The Rapidian

Start Garden holds inaugural Update Night

Update Night enlightens public to area entrepreneurship, with updates from funded projects and the possibility for more funding to be awarded at the event.
Underwriting support from:
Michael Miller presents NxtMile Sports Insoles

Michael Miller presents NxtMile Sports Insoles /Bryan Frank

Marc Andreas of NetValue presents his idea

Marc Andreas of NetValue presents his idea /Bryan Frank

Less than three months after its inception, Start Garden returned to the public eye on Thursday evening with its inaugural Update Night.

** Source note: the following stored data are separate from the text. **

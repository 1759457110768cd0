//! tracing을 사용한 로깅 인프라.
//!
//! 출력 형식은 세 가지를 지원합니다:
//! - **pretty**: 개발용 사람이 읽기 쉬운 형식
//! - **json**: 운영환경/로그 집계용 JSON 형식
//! - **compact**: 한 줄 형식

use tracing_subscriber::{fmt, layer::SubscriberExt, util::SubscriberInitExt, EnvFilter, Layer};

use crate::config::LoggingConfig;

/// 로그 출력 형식.
#[derive(Debug, Clone, Copy, Default, PartialEq, Eq)]
pub enum LogFormat {
    #[default]
    Pretty,
    Json,
    Compact,
}

impl std::str::FromStr for LogFormat {
    type Err = String;

    fn from_str(s: &str) -> Result<Self, Self::Err> {
        match s.to_lowercase().as_str() {
            "pretty" => Ok(Self::Pretty),
            "json" => Ok(Self::Json),
            "compact" => Ok(Self::Compact),
            _ => Err(format!("Unknown log format: {}", s)),
        }
    }
}

/// 로깅 초기화 옵션.
#[derive(Debug, Clone)]
pub struct LogConfig {
    /// 로그 레벨 필터 (예: "info", "stockview_data=debug")
    pub level: String,
    /// 출력 형식
    pub format: LogFormat,
}

impl Default for LogConfig {
    fn default() -> Self {
        Self {
            level: "info".to_string(),
            format: LogFormat::Pretty,
        }
    }
}

impl LogConfig {
    /// 새 로그 설정을 생성합니다.
    pub fn new(level: impl Into<String>) -> Self {
        Self {
            level: level.into(),
            ..Default::default()
        }
    }

    /// 로그 형식을 설정합니다.
    pub fn with_format(mut self, format: LogFormat) -> Self {
        self.format = format;
        self
    }
}

impl From<&LoggingConfig> for LogConfig {
    fn from(config: &LoggingConfig) -> Self {
        let format = config.format.parse().unwrap_or_default();
        Self::new(config.level.clone()).with_format(format)
    }
}

/// 주어진 설정으로 로깅 시스템을 초기화합니다.
///
/// `RUST_LOG`가 설정되어 있으면 `level`보다 우선합니다.
///
/// # 예제
///
/// ```no_run
/// use stockview_core::logging::{init_logging, LogConfig, LogFormat};
///
/// init_logging(LogConfig::new("debug").with_format(LogFormat::Json)).unwrap();
/// ```
pub fn init_logging(config: LogConfig) -> Result<(), Box<dyn std::error::Error>> {
    let env_filter =
        EnvFilter::try_from_default_env().or_else(|_| EnvFilter::try_new(&config.level))?;

    let fmt_layer = match config.format {
        LogFormat::Pretty => fmt::layer()
            .pretty()
            .with_target(true)
            .boxed(),
        LogFormat::Json => fmt::layer()
            .json()
            .with_target(true)
            .boxed(),
        LogFormat::Compact => fmt::layer()
            .compact()
            .with_target(true)
            .boxed(),
    };

    tracing_subscriber::registry()
        .with(env_filter)
        .with(fmt_layer)
        .try_init()?;

    tracing::info!(
        format = ?config.format,
        level = %config.level,
        "Logging initialized"
    );

    Ok(())
}
//! 핵심 도메인 에러 타입.

use thiserror::Error;

/// 핵심 도메인 에러.
#[derive(Debug, Error)]
pub enum CoreError {
    /// 설정 에러
    #[error("설정 에러: {0}")]
    Config(String),

    /// 지원하지 않는 봉 간격
    #[error("지원하지 않는 간격: {0}")]
    InvalidInterval(String),

    /// 지원하지 않는 조회 기간
    #[error("지원하지 않는 기간: {0}")]
    InvalidPeriod(String),

    /// 잘못된 심볼
    #[error("잘못된 심볼: {0}")]
    InvalidSymbol(String),
}

/// 핵심 작업을 위한 Result 타입.
pub type CoreResult<T> = Result<T, CoreError>;

impl From<config::ConfigError> for CoreError {
    fn from(err: config::ConfigError) -> Self {
        CoreError::Config(err.to_string())
    }
}
//! 가격 봉의 간격 정의.
//!
//! 대시보드가 지원하는 일봉/주봉/월봉만 다룹니다.
//! 문자열 표현은 Yahoo Finance의 interval 파라미터와 동일합니다.

use chrono::{Datelike, Duration, NaiveDate};
use serde::{Deserialize, Serialize};
use std::fmt;
use std::str::FromStr;

use crate::error::CoreError;

/// 가격 봉 간격.
#[derive(Debug, Clone, Copy, Default, PartialEq, Eq, Hash, Serialize, Deserialize)]
#[serde(try_from = "String", into = "String")]
pub enum BarInterval {
    /// 일봉
    Daily,
    /// 주봉
    Weekly,
    /// 월봉
    #[default]
    Monthly,
}

impl BarInterval {
    /// 지원하는 모든 간격 (표시 순서).
    pub const ALL: [BarInterval; 3] = [BarInterval::Daily, BarInterval::Weekly, BarInterval::Monthly];

    /// Yahoo Finance interval 문자열로 변환합니다.
    ///
    /// 캐시 키와 API 파라미터 모두 이 값을 사용합니다.
    pub fn as_str(&self) -> &'static str {
        match self {
            BarInterval::Daily => "1d",
            BarInterval::Weekly => "1wk",
            BarInterval::Monthly => "1mo",
        }
    }

    /// 대시보드 표시용 라벨.
    pub fn label(&self) -> &'static str {
        match self {
            BarInterval::Daily => "日足",
            BarInterval::Weekly => "週足",
            BarInterval::Monthly => "月足",
        }
    }

    /// 날짜가 속한 봉의 시작일.
    ///
    /// 주봉은 월요일, 월봉은 1일에 시작합니다.
    pub fn period_start(&self, date: NaiveDate) -> NaiveDate {
        match self {
            BarInterval::Daily => date,
            BarInterval::Weekly => {
                date - Duration::days(i64::from(date.weekday().num_days_from_monday()))
            }
            BarInterval::Monthly => date.with_day(1).unwrap_or(date),
        }
    }

    /// 문자열에서 파싱합니다. `1d`/`daily` 형식을 모두 허용합니다.
    pub fn parse(s: &str) -> Option<Self> {
        match s.trim() {
            "1d" | "daily" => Some(BarInterval::Daily),
            "1wk" | "weekly" => Some(BarInterval::Weekly),
            "1mo" | "monthly" => Some(BarInterval::Monthly),
            _ => None,
        }
    }
}

impl fmt::Display for BarInterval {
    fn fmt(&self, f: &mut fmt::Formatter<'_>) -> fmt::Result {
        write!(f, "{}", self.as_str())
    }
}

impl FromStr for BarInterval {
    type Err = CoreError;

    fn from_str(s: &str) -> Result<Self, Self::Err> {
        Self::parse(s).ok_or_else(|| CoreError::InvalidInterval(s.to_string()))
    }
}

impl TryFrom<String> for BarInterval {
    type Error = CoreError;

    fn try_from(value: String) -> Result<Self, Self::Error> {
        value.parse()
    }
}

impl From<BarInterval> for String {
    fn from(value: BarInterval) -> Self {
        value.as_str().to_string()
    }
}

“The point is really a much larger public conversation what they’re doing, what’s effective, who can get involved, and to build this larger ecosystem where we are talking about these ideas and helping them along,” said Paul Moore, Start Garden’s Marketing Director and Update Night’s moderator.

A $15 million venture capitalist fund, Start Garden invests a weekly sum of $5,000 to two ideas, one voted on by the public with the other selected by a Start Garden committee. Update Night intends to keep entrepreneurs accountable to their start-ups and the community.

Hosted by the Grand Rapids Art Museum, Update Night gave already funded entrepreneurs the forum to apprise the public of their start-up’s progress. At the conclusion of the evening, the Start Garden panel announces a decision to decline, postpone or continue funding—most often at the $20,000 level.

Eight entrepreneurs, including the four initially funded, reintroduced their ideas to the community by answering three fundamental questions: “What was the assumption, what was the experiment, and what was learned?”

The ideas ranged from DeltaBike, a collaborative electric motorcycle production company, to One Second Epic, an app that condenses second-long bits of video into a continuous, comprehensive video. This diverse spectrum of entrepreneurial opportunity is what local enterprising maven Rick DeVos hoped to achieve with the launch of Start Garden.

Tonna Agim, founder of Suya Foods, a packaged line of African food products, was funded the initial $5,000 in early May. Since then, he has earned a USDA license and carved himself a niche in the West Michigan food market. As a child in Ghana, Agim saw the “Made in USA” stamp on household products. Today, Suya Foods proudly boasts a “Made in Michigan” stamp of its own.

“The American dream is really the ability to dream and then see your dream come to pass,” said Agim, who’s idea received a “not now” from the panel, meaning that his idea will receive continued attention with the option for later funding.

Financially, Michael Miller was the night’s big winner. Miller’s company, NxtMile Sport Insoles, received a $50,000 investment from the panel.

“This is really the launch of the business. We’re about to become a company,” said Miller.

Opportunities like Miller’s are what Start Garden aims for. Joe Johnston, creator of One Second Epic, represented the other entrepreneur to walk away with an investment, his totaling $20,000.

But most importantly, Update Night captures Start Garden’s broader emphasis on generating public conversation. To DeVos and his team, this deserves top priority.“[That this is a public event is] really important to us. The extent to which decisions about investment have been happening in West Michigan, they’ve been underground and somewhat disconnected from each other," said DeVos. "By making it public, everyone in the room can learn from it."